Instructions to follow:
The answer must consist only of the lines from the line with "let id: String" to the line with "let path = Self::data_path(file);", both included, exactly as they stand below.

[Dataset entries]
-- Opening Marker --

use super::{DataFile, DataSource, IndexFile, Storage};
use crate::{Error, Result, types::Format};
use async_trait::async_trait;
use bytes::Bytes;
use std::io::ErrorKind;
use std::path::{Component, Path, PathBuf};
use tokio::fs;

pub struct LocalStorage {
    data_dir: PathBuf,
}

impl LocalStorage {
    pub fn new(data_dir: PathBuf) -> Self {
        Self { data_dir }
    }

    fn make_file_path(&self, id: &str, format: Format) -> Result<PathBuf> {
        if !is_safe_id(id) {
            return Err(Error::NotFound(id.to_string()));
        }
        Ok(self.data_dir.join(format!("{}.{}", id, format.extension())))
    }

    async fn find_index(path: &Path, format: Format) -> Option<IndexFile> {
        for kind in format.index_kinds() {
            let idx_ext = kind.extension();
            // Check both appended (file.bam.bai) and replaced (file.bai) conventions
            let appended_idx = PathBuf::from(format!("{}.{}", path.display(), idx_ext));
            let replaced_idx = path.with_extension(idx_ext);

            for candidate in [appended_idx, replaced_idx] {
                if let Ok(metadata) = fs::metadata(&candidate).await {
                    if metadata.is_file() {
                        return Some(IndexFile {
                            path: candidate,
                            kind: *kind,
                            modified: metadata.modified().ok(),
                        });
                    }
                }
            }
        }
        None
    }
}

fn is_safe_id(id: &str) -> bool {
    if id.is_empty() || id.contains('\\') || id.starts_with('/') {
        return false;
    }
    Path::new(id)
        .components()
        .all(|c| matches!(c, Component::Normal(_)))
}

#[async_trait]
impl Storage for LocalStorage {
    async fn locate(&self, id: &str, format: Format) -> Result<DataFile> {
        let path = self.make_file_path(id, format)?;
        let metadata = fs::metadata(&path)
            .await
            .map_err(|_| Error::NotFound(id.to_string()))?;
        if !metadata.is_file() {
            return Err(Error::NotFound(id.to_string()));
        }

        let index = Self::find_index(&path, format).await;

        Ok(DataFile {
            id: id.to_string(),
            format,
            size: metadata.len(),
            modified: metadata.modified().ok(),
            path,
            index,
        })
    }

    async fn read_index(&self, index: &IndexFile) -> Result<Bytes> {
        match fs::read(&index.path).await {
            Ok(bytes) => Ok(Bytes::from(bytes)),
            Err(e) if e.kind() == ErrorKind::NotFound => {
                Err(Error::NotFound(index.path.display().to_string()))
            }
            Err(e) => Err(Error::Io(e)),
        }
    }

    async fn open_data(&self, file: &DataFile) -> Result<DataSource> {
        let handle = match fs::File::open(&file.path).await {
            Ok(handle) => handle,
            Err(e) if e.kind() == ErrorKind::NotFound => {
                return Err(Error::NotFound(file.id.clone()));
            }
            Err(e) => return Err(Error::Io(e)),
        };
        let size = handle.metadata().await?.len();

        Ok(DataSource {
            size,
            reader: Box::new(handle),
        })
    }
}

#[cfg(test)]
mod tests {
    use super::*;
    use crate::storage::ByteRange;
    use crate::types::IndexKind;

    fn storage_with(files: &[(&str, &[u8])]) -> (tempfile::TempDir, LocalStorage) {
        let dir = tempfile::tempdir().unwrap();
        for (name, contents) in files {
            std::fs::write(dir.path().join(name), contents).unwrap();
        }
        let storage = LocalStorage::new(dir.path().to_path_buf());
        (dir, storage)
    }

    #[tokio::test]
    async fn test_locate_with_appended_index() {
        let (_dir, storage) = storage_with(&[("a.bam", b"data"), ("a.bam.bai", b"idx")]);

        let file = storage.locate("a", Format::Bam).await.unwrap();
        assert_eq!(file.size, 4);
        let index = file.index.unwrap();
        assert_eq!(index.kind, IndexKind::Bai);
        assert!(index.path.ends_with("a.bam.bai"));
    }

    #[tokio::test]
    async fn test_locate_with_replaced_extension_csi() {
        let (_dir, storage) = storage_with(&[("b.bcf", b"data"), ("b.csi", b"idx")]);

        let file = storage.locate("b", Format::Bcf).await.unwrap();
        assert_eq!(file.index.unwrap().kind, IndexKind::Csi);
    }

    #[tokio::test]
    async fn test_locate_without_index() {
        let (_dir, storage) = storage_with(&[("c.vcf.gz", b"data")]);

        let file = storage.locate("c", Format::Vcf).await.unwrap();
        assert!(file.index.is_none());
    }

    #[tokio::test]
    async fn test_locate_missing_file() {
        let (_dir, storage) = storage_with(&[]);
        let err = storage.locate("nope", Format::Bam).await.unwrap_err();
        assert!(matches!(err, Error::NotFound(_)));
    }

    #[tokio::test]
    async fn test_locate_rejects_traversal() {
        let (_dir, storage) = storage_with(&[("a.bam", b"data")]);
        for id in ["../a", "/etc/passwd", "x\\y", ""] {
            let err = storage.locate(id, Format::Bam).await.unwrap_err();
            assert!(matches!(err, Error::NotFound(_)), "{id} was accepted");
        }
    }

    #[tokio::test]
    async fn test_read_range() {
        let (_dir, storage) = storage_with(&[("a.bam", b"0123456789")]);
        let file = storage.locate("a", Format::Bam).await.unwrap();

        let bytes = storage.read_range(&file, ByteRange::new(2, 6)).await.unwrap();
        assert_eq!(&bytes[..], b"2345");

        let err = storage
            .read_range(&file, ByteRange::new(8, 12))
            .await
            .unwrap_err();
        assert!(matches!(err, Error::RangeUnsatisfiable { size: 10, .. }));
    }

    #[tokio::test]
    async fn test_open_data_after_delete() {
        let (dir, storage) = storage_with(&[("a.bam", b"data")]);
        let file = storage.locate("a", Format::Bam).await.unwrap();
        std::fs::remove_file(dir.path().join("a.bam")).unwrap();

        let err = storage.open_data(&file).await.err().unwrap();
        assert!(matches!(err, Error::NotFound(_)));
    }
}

-- Closing Marker --
-- Opening Marker --

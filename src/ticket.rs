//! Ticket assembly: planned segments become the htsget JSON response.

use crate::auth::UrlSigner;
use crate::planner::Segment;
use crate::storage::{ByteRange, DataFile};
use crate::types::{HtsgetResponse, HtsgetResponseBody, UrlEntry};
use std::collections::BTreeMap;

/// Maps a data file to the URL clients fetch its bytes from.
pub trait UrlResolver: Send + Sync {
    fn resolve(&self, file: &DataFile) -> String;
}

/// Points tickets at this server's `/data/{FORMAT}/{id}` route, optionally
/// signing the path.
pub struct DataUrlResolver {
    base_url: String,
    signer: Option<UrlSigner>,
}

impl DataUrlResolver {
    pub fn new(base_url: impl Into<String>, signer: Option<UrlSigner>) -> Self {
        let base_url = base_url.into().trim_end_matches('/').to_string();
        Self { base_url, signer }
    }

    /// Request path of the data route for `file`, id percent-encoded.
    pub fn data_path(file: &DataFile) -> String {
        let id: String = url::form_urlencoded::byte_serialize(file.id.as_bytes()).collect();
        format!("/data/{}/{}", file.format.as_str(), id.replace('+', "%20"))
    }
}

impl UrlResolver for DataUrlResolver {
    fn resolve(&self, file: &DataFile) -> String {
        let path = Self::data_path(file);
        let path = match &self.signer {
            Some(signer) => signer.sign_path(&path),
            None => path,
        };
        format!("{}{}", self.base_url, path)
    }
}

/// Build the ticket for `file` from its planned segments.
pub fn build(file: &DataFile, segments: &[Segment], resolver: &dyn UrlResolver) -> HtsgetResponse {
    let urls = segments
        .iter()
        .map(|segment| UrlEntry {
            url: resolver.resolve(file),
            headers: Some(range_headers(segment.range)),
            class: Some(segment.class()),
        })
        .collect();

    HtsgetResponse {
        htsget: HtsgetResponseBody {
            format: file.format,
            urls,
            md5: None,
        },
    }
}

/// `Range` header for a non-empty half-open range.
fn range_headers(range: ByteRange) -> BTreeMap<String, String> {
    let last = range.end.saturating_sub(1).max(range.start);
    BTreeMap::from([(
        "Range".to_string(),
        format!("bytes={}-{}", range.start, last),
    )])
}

-- Closing Marker --

Task response:
        let id: String = url::form_urlencoded::byte_serialize(file.id.as_bytes()).collect();
        format!("/data/{}/{}", file.format.as_str(), id.replace('+', "%20"))
    }
}

impl UrlResolver for DataUrlResolver {
    fn resolve(&self, file: &DataFile) -> String {
        let path = Self::data_path(file);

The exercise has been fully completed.